John, Interesting piece, most of which I heartily endorse. [HIPAA (about which I testified to Congress and was ignored) has to be one of the worst pieces of legislation ever. But no one cares even though it has done enormous disservice to most axes in health care.]

But there is a further issue in what you propose -- the data is infinitely "bad" -- dirty, duplicative in non-intuitive ways, out of sequence and written to an infinitude of quasi-standards that are not. To provide useful analyses, the AI used would have to be able to do two things: 1) make all information be about individuals (not groups/populations) because you cannot care for a population and because any conclusion at some point MUST be applied to an individual to be useful (and as has been demonstrated many times, conflating individuals is risky and sometimes, literally, fatal) and 2) UNDERSTAND the data so that the answers to questions you posed as examples have a chance at being correct. Neither of these criteria can be met by generative AI, much as many folks wish they could be. Agents are just the latest sop (after RAG) to try to paint lipstick on a pig not suited for purpose..

This is the foundational deception of generative AI -- it is meant to look intelligent, but actually is solely a correlation engine, NOT an understanding engine. The correlations are deceptively good (and I use many of these engines every day) but entirely meaningless in terms of understanding.

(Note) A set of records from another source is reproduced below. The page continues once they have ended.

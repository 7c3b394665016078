use rusqlite::Connection;

use crate::error::Result;

/// Initialise every table and index.
///
/// Safe to call on every startup: uses `IF NOT EXISTS` throughout.
pub fn init_db(conn: &Connection) -> Result<()> {
    conn.execute_batch(
        "CREATE TABLE IF NOT EXISTS conversations (
            id                  TEXT PRIMARY KEY,
            session_id          TEXT NOT NULL UNIQUE,
            variant             TEXT NOT NULL,
            prompt_version      INTEGER NOT NULL DEFAULT 1,
            status              TEXT NOT NULL DEFAULT 'active',
            started_at          TEXT NOT NULL,
            ended_at            TEXT,
            total_messages      INTEGER NOT NULL DEFAULT 0,
            total_tokens        INTEGER NOT NULL DEFAULT 0,
            total_cost_usd      REAL NOT NULL DEFAULT 0,
            booking_completed   INTEGER NOT NULL DEFAULT 0,
            escalated_to_human  INTEGER NOT NULL DEFAULT 0,
            satisfaction        INTEGER
        );
        CREATE INDEX IF NOT EXISTS idx_conversations_variant
            ON conversations(variant, started_at DESC);

        CREATE TABLE IF NOT EXISTS messages (
            id               INTEGER PRIMARY KEY AUTOINCREMENT,
            conversation_id  TEXT NOT NULL,
            role             TEXT NOT NULL,
            content          TEXT NOT NULL,
            action           TEXT,
            tokens           INTEGER NOT NULL DEFAULT 0,
            cost_usd         REAL NOT NULL DEFAULT 0,
            model            TEXT,
            temperature      REAL,
            response_time_ms INTEGER NOT NULL DEFAULT 0,
            created_at       TEXT NOT NULL
        );
        CREATE INDEX IF NOT EXISTS idx_messages_conversation
            ON messages(conversation_id);

        CREATE TABLE IF NOT EXISTS response_cache (
            message_hash     TEXT PRIMARY KEY,
            user_message     TEXT NOT NULL,
            variant          TEXT NOT NULL,
            response_message TEXT NOT NULL,
            response_action  TEXT NOT NULL,
            response_data    TEXT,
            model            TEXT,
            tokens           INTEGER NOT NULL DEFAULT 0,
            cost_usd         REAL NOT NULL DEFAULT 0,
            response_time_ms INTEGER NOT NULL DEFAULT 0,
            expires_at       TEXT NOT NULL,
            hit_count        INTEGER NOT NULL DEFAULT 0,
            created_at       TEXT NOT NULL,
            last_accessed    TEXT NOT NULL
        );
        CREATE INDEX IF NOT EXISTS idx_response_cache_variant
            ON response_cache(variant, last_accessed);

        CREATE TABLE IF NOT EXISTS safety_events (
            id              INTEGER PRIMARY KEY AUTOINCREMENT,
            conversation_id TEXT,
            check_type      TEXT NOT NULL,
            user_message    TEXT NOT NULL,
            blocked         INTEGER NOT NULL,
            violation_type  TEXT,
            created_at      TEXT NOT NULL
        );
        CREATE INDEX IF NOT EXISTS idx_safety_events_created
            ON safety_events(created_at DESC);

        CREATE TABLE IF NOT EXISTS pii_events (
            id             INTEGER PRIMARY KEY AUTOINCREMENT,
            conversation_id TEXT,
            session_id     TEXT,
            source         TEXT NOT NULL,
            pii_detected   INTEGER NOT NULL,
            pii_types      TEXT NOT NULL DEFAULT '',
            risk_level     TEXT NOT NULL,
            risk_score     INTEGER NOT NULL DEFAULT 0,
            redacted_count INTEGER NOT NULL DEFAULT 0,
            message_length INTEGER NOT NULL DEFAULT 0,
            created_at     TEXT NOT NULL
        );
        CREATE INDEX IF NOT EXISTS idx_pii_events_risk
            ON pii_events(risk_level);

        CREATE TABLE IF NOT EXISTS shadow_comparisons (
            id               INTEGER PRIMARY KEY AUTOINCREMENT,
            primary_variant  TEXT NOT NULL,
            shadow_variant   TEXT NOT NULL,
            primary_response TEXT NOT NULL,
            shadow_response  TEXT NOT NULL,
            primary_duration INTEGER NOT NULL DEFAULT 0,
            shadow_duration  INTEGER NOT NULL DEFAULT 0,
            primary_cost     REAL NOT NULL DEFAULT 0,
            shadow_cost      REAL NOT NULL DEFAULT 0,
            shadow_error     INTEGER NOT NULL DEFAULT 0,
            different        INTEGER NOT NULL DEFAULT 0,
            difference_score REAL NOT NULL DEFAULT 1.0,
            created_at       TEXT NOT NULL
        );
        CREATE INDEX IF NOT EXISTS idx_shadow_comparisons_pair
            ON shadow_comparisons(primary_variant, shadow_variant, created_at DESC);

        CREATE TABLE IF NOT EXISTS canary_events (
            id               INTEGER PRIMARY KEY AUTOINCREMENT,
            canary_variant   TEXT NOT NULL,
            stable_variant   TEXT NOT NULL,
            stage            INTEGER NOT NULL,
            event            TEXT NOT NULL,
            reason           TEXT,
            metrics_snapshot TEXT,
            created_at       TEXT NOT NULL
        );

        CREATE TABLE IF NOT EXISTS drift_detections (
            id              INTEGER PRIMARY KEY AUTOINCREMENT,
            variant         TEXT NOT NULL,
            drift_types     TEXT NOT NULL DEFAULT '',
            severity        TEXT NOT NULL,
            baseline_window TEXT NOT NULL,
            recent_window   TEXT NOT NULL,
            metrics         TEXT NOT NULL,
            created_at      TEXT NOT NULL
        );
        CREATE INDEX IF NOT EXISTS idx_drift_detections_variant
            ON drift_detections(variant, created_at DESC);

        CREATE TABLE IF NOT EXISTS retraining_sessions (
            id                 INTEGER PRIMARY KEY AUTOINCREMENT,
            session_id         TEXT NOT NULL UNIQUE,
            variant            TEXT NOT NULL,
            version            INTEGER NOT NULL DEFAULT 0,
            status             TEXT NOT NULL,
            training_data_size INTEGER NOT NULL DEFAULT 0,
            failure_analysis   TEXT,
            new_variant        TEXT,
            shadow_analysis    TEXT,
            success            INTEGER NOT NULL DEFAULT 0,
            started_at         TEXT NOT NULL,
            completed_at       TEXT
        );
        CREATE INDEX IF NOT EXISTS idx_retraining_sessions_variant
            ON retraining_sessions(variant, started_at DESC);

        CREATE TABLE IF NOT EXISTS model_versions (
            id            INTEGER PRIMARY KEY AUTOINCREMENT,
            variant       TEXT NOT NULL,
            version       INTEGER NOT NULL,
            system_prompt TEXT NOT NULL,
            metadata      TEXT NOT NULL DEFAULT '{}',
            tags          TEXT NOT NULL DEFAULT '{}',
            is_active     INTEGER NOT NULL DEFAULT 0,
            created_at    TEXT NOT NULL,
            activated_at  TEXT,
            UNIQUE(variant, version)
        );",
    )?;
    Ok(())
}

#[cfg(test)]
mod tests {
    use super::*;

    #[test]
    fn init_is_idempotent() {
        let conn = Connection::open_in_memory().unwrap();
        init_db(&conn).unwrap();
        init_db(&conn).unwrap();
        // Index count is stable across re-runs.
        let n: i64 = conn
            .query_row(
                "SELECT COUNT(*) FROM sqlite_master WHERE type = 'table'",
                [],
                |row| row.get(0),
            )
            .unwrap();
        assert!(n >= 9);
    }
}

It is trivial to invoke nonsense hallucinations from the best engines because: 1) they are foundationally probabilistic (and this cannot be fixed) and 2) they rely on traversing training sets which themselves are filled with misguided rhetoric that the engine "copies" because on some traverses through the network that is the path it takes. As a great example of the nonsense that ensues, here is a "coding" AI that refused to code, telling the requestor that "they would not learn anything unless they coded it themselves". https://arstechnica.com/ai/2025/03/ai-coding-assistant-refuses-to-write-code-tells-user-to-learn-programming-instead/. These kinds of situations are very, very common and are virtually impossible to reduce below 10% (and are usually far worse).

DARPA (love them or hate them, they have a mountain of expertise) notes that there are three generations of AI -- generative is the second generation, characterized by being "statistically impressive but individually unreliable". (https://machinelearning.technicacuriosa.com/2017/03/19/a-darpa-perspective-on-artificial-intelligence/). The often forgotten issue in health care is that it is 100% about individuals -- one cannot care for a population...only people.

The reason this is true is because correlations are impressive until they are not -- and any application of a particular correlation to a particular case is likely to become wrong (thus hallucinations and their ilk). This is why it is unsafe to use any generative AI UNLESS YOU ALREADY KNOW THE ANSWER to the question you are asking. (Ask any of the lawyers who wrote and submitted briefs that way.)

So getting answers from almost unusable data using probability-responsive tensors that cannot be "run in reverse" to check what they did is likely to give bad results -- and in any case, results not applicable to any patient. I expect the results would be interesting, but with so many potential errors and holes that their use for anything other than non-scholarly articles would be worrisome.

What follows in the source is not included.